A great vortex sucked him in, a sort of funnel of wind and fury and music from the late eighties. The bedroom vanished, the magical beings around him vanished, and he went feet first into darkness. A howling, terrifying darkness.

It was endless.

Thump. Bew’h’wey landed on the forest floor. All the trees were maple, and before him a three-hundred-foot gravid dragon was straining. A small stream of golf-ball-sized eggs sprayed out from her rear end.

“Good God,” he said, forgetting that God had been destroyed in year 57. “There’re millions.”

The dragon whipped her head around and cast a baleful eye upon him. “What do you do here, human?!”

“I’m sorry miss, I wanted to, erm, see your eggs. I bond with one of your children and—”

“You what?” She squirted another thousand eggs with the exclamation.

“I… well…” The idea of explaining to this massive beast that he intended to make a pet out of her son Pyrus seemed quite suddenly unwise.

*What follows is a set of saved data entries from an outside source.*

use gmp_filter::filter::{Filter, FilterTerm, Relation};
use proptest::prelude::*;

fn keyword() -> impl Strategy<Value = String> {
    prop_oneof![
        Just("name".to_string()),
        Just("rows".to_string()),
        Just("first".to_string()),
        Just("severity".to_string()),
        Just("apply_overrides".to_string()),
        Just("sort-reverse".to_string()),
        "[a-z_]{1,8}",
    ]
}

fn relation() -> impl Strategy<Value = char> {
    prop_oneof![Just('='), Just(':'), Just('~'), Just('>'), Just('<')]
}

fn term_text() -> impl Strategy<Value = String> {
    prop_oneof![
        (keyword(), relation(), "[a-zA-Z0-9.-]{0,8}").prop_map(|(k, r, v)| format!("{k}{r}{v}")),
        (keyword(), relation(), "[a-z =:~<>]{0,8}")
            .prop_map(|(k, r, v)| format!("{k}{r}\"{v}\"")),
        "[a-zA-Z0-9.]{1,8}",
        Just("and".to_string()),
        Just("or".to_string()),
        Just("not".to_string()),
    ]
}

fn filter_text() -> impl Strategy<Value = String> {
    prop::collection::vec(term_text(), 0..8).prop_map(|terms| terms.join(" "))
}

proptest! {
    #[test]
    fn prop_round_trip_is_stable(text in filter_text()) {
        let once = Filter::from_string(&text).to_filter_string();
        let twice = Filter::from_string(&once).to_filter_string();
        prop_assert_eq!(&once, &twice);
        prop_assert_eq!(Filter::from_string(&once), Filter::from_string(&twice));
    }

    #[test]
    fn prop_term_equality_is_reflexive_and_symmetric(a in term_text(), b in term_text()) {
        let ta = FilterTerm::from_string(&a);
        let tb = FilterTerm::from_string(&b);
        prop_assert_eq!(&ta, &ta.clone());
        prop_assert_eq!(ta == tb, tb == ta);
    }

    #[test]
    fn prop_set_keeps_one_term(text in filter_text(), first in 1i64..1000, second in 1i64..1000) {
        let filter = Filter::from_string(&text)
            .set("rows", first, Relation::Equal)
            .set("rows", second, Relation::Equal);
        prop_assert_eq!(filter.get_terms("rows").len(), 1);
        prop_assert_eq!(filter.rows(), Some(second));
    }

    #[test]
    fn prop_and_does_not_mutate(left in filter_text(), right in filter_text()) {
        let l = Filter::from_string(&left);
        let r = Filter::from_string(&right);
        let (l_before, r_before) = (l.clone(), r.clone());
        let combined = l.and(&r);
        prop_assert_eq!(&l, &l_before);
        prop_assert_eq!(&r, &r_before);
        prop_assert!(combined.len() >= l.len() + r.len());
    }
}
use gmp_filter::filter::{AND, Filter, FilterTerm, FilterValue, OR, Relation};
use pretty_assertions::assert_eq;

#[test]
fn test_rows_term_is_numeric() {
    let term = FilterTerm::from_string("rows=10");
    assert_eq!(term.keyword(), Some("rows"));
    assert_eq!(term.relation(), Some(Relation::Equal));
    assert_eq!(term.value(), Some(&FilterValue::Int(10)));
    assert_eq!(term.to_string(), "rows=10");
}

#[test]
fn test_parse_keeps_term_order() {
    let filter = Filter::from_string("apply_overrides=0 levels=hml rows=2");
    let keywords: Vec<_> = filter.iter().filter_map(FilterTerm::keyword).collect();
    assert_eq!(keywords, vec!["apply_overrides", "levels", "rows"]);
    assert_eq!(
        filter.to_filter_string(),
        "apply_overrides=0 levels=hml rows=2"
    );
}

#[test]
fn test_and_joins_with_connective() {
    let filter = Filter::from_string("severity>3");
    assert_eq!(filter.get("severity"), Some(&FilterValue::Int(3)));

    let combined = filter.and(&Filter::from_string("severity<8"));
    assert_eq!(combined.to_filter_string(), "severity>3 and severity<8");
    assert_eq!(combined.terms()[1], *AND);
}

#[test]
fn test_or_joins_with_connective() {
    let combined = Filter::from_string("name=a").or(&Filter::from_string("name=b"));
    assert_eq!(combined.to_filter_string(), "name=a or name=b");
    assert_eq!(combined.terms()[1], *OR);
}

#[test]
fn test_empty_left_side_has_no_dangling_connective() {
    let combined = Filter::new().and(&Filter::from_string("name=foo"));
    assert_eq!(combined.to_filter_string(), "name=foo");
}

#[test]
fn test_delete_rows() {
    let filter = Filter::from_string("rows=10").delete("rows");
    assert_eq!(filter.get("rows"), None);
    assert!(filter.is_empty());
}

#[test]
fn test_combinators_do_not_mutate_operands() {
    let left = Filter::from_string("name=foo rows=10");
    let right = Filter::from_string("owner=admin");
    let left_before = left.clone();
    let right_before = right.clone();

    let _ = left.and(&right);
    let _ = left.or(&right);
    let _ = left.merge(&right);
    let _ = left.set("rows", 20_i64, Relation::Equal);
    let _ = left.delete("name");

    assert_eq!(left, left_before);
    assert_eq!(right, right_before);
}

#[test]
fn test_has_term_prevents_duplicate_boundaries() {
    let start = FilterTerm::from_string("created>2024-01-01");
    let filter = Filter::from_string("name~web created>2024-01-01");
    assert!(filter.has_term(&start));

    let widened = if filter.has_term(&start) {
        filter.clone()
    } else {
        filter.add_term(start.clone())
    };
    assert_eq!(widened.get_terms("created").len(), 1);
}

#[test]
fn test_consecutive_connectives_are_kept() {
    let filter = Filter::from_string("name=a and not name=b");
    assert_eq!(filter.len(), 4);
    assert_eq!(filter.to_filter_string(), "name=a and not name=b");
}

#[test]
fn test_get_all_rows() {
    let filter = Filter::from_string("name~web first=31 rows=10").all();
    assert_eq!(filter.first(), Some(1));
    assert_eq!(filter.rows(), Some(-1));
}

#[test]
fn test_boolean_accessors_return_raw_values() {
    let filter = Filter::from_string("apply_overrides=1 active=0");
    assert_eq!(filter.apply_overrides(), Some(&FilterValue::Int(1)));
    assert_eq!(filter.active(), Some(&FilterValue::from("0")));
}

#[test]
fn test_from_str_and_display() {
    let filter: Filter = "name~web   rows=10".parse().unwrap();
    assert_eq!(format!("{filter}"), "name~web rows=10");
}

She roared, and flames licked the skies, and then she turned to him once more. “Tell me all.”

He could not resist that fiery gaze, that hideous glare. He told her how the eggs were desired by teenagers for the magic they promised. He said they must be pristine if one hoped for a proper bond. He told her that the bond placed the dragon under control of its master.

Except Pyrus is an ass.

He didn’t say that part aloud.

“Earth does not deserve magic,” she cried. “I will find a worthier home!” And she flamed the entirety of her clutch, all the millions of little pine-cone eggs in the great circle around her nest. They burst alight, even as Bew’h’wey cried, “No! No!”

She leapt up and flew to the stars. Gone. Gone forever.

Weeping, Bew’h’wey fell to the scorched ground. He touched the spot where Pyrus’s egg had lain. The spot was cooling now, the eggshell mere shards and dust. Oh Pyrus, you jerk, I barely knew you…

Bew’h’wey reached under his mail shirt for the second scale. Perhaps he could go earlier in time to fix this massive tragedy. But even as he pulled the scale out, it crumbled to gray ash. He snorted a bit of it in desperation and gagged.

In despair, he curled into the dragon nest.

Morning dawned, and Bew’h’wey woke in an unchanging maple forest. He looked about, but there was not a single gingko or sycamore in sight. It seemed wrong, somehow.

Bew’h’wey stood and walked, through the day and into the evening, eventually coming to a clearing and a milkmaid’s pen. The maid was young, and pretty.

“What year is it?” he said.

“Twelve hundred BC.”

“BC? What does that mean?”

“Hm. I guess I don’t know.”

She watched him, and it seemed that she appreciated him. The chain mail he wore perhaps, or the general lack of disease about him. She held out her hand. He took it, and she said, “Come inside. I stewed up some goat and it’s all ready to eat.”